決して死ぬことはないという強みが、決して解放されることがないという絶望に変わる。
「がああああああああ!?」
幸太郎は地獄の痛みを繰り返される。
もはやどの部分が痛みを訴えているのわからなくなり、本末転倒になっている体の機能に絶望しながら責め苦を受け続ける。

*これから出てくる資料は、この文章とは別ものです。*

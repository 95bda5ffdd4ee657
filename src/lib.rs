//! Purpose: Library crate behind the `codebridge` MCP server binary and its tests.
//! Exports: `core` (errors), `http`, `transport`, `mcp` (dispatch + tools), `backend`, `server`.
//! Role: Layers depend downward only: server -> mcp/http/transport -> backend -> core.
//! Invariants: Dispatcher and backend are explicit values passed through constructors.
//! Invariants: Nothing here writes to stdout except the `serve` readiness line.
pub mod backend;
pub mod core;
pub mod http;
pub mod mcp;
pub mod server;
pub mod transport;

やがてそれに飽いたのか山神は幸太郎を、まるでごみのように放り捨てた。
全身の骨が折れて体から突き破っていて、内蔵も叩きつけられた衝撃でぐちゃぐちゃにつぶれ、ぼろ雑巾のようになっている体は、瞬く間に修復されて完全に元通りになった。
「く……」
「フシュウルウルル」
幸太郎に興味を失ったのか、山神はその巨体を翻して動き出した。
奴が進む方向は村がある方向だった。
それを理解しながらも幸太郎はただひれ伏しているだけだった。
思いがけず、可笑しな笑いが込み上げてきた。
「はは……」
たとえ体が不死身であっても、結局は幸太郎はちっぽけな人間に過ぎないのだ。
死なない?体を武器に変えられる?
そんなもの結局何の役に立つのだろうか。
こうしてなすすべもなく地面にひれ伏している。
目の前の巨大な異形を止めることは出来ず、村のみんな、七海を救うことができない。
大切な妹も、救うことができない。
「ははは……」
俺は何もできない。
言うなれば路傍の石だ。
ああ、我ながら言いえて妙だ。
石だって死なないものな。
そうだ、俺は不死身なんてたいそうな物なんかじゃない。
ただの石ころ、それが俺だ。
だったら、このままいっそ……別に何をしなくたって……。
「幸太郎君」
幸太郎は、声を聞いた。
聞き覚えのある優しい声だ。
それは、この村にきてたくさんのものを与えてくれた、恩人の。
「……諦めてはいけない」
死んでいた心身に鞭を打って、幸太郎は声のした方を向いた。